▶ ABOUT THIS EXERCISE
Beginning at the line that contains "G and B are", transcribe the remaining lines of the listing exactly; include the final line and omit everything before.
━━━ RECORD EXCERPTS ━━━
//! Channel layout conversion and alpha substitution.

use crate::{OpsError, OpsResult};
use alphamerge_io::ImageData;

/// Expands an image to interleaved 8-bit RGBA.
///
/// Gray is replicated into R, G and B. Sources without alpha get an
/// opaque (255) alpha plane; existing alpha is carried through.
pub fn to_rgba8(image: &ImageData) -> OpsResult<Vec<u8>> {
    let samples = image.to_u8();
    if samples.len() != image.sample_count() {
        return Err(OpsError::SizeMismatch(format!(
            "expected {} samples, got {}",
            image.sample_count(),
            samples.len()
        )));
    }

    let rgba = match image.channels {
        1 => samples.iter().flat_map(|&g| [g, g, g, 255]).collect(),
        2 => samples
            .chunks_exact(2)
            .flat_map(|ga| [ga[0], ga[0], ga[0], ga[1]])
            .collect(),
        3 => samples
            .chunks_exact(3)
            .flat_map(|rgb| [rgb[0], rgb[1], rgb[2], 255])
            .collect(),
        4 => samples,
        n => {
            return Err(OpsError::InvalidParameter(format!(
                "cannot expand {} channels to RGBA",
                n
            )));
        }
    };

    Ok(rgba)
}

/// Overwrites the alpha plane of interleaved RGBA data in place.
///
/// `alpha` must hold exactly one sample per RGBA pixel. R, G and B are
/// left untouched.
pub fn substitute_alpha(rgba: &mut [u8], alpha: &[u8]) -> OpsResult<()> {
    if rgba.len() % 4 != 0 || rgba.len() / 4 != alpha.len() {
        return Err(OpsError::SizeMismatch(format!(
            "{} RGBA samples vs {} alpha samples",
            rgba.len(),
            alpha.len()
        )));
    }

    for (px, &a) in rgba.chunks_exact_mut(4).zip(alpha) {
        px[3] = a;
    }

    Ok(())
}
━━━
▶ PROBLEM SOLUTION
/// `alpha` must hold exactly one sample per RGBA pixel. R, G and B are
/// left untouched.
pub fn substitute_alpha(rgba: &mut [u8], alpha: &[u8]) -> OpsResult<()> {
    if rgba.len() % 4 != 0 || rgba.len() / 4 != alpha.len() {
        return Err(OpsError::SizeMismatch(format!(
            "{} RGBA samples vs {} alpha samples",
            rgba.len(),
            alpha.len()
        )));
    }

    for (px, &a) in rgba.chunks_exact_mut(4).zip(alpha) {
        px[3] = a;
    }

    Ok(())
}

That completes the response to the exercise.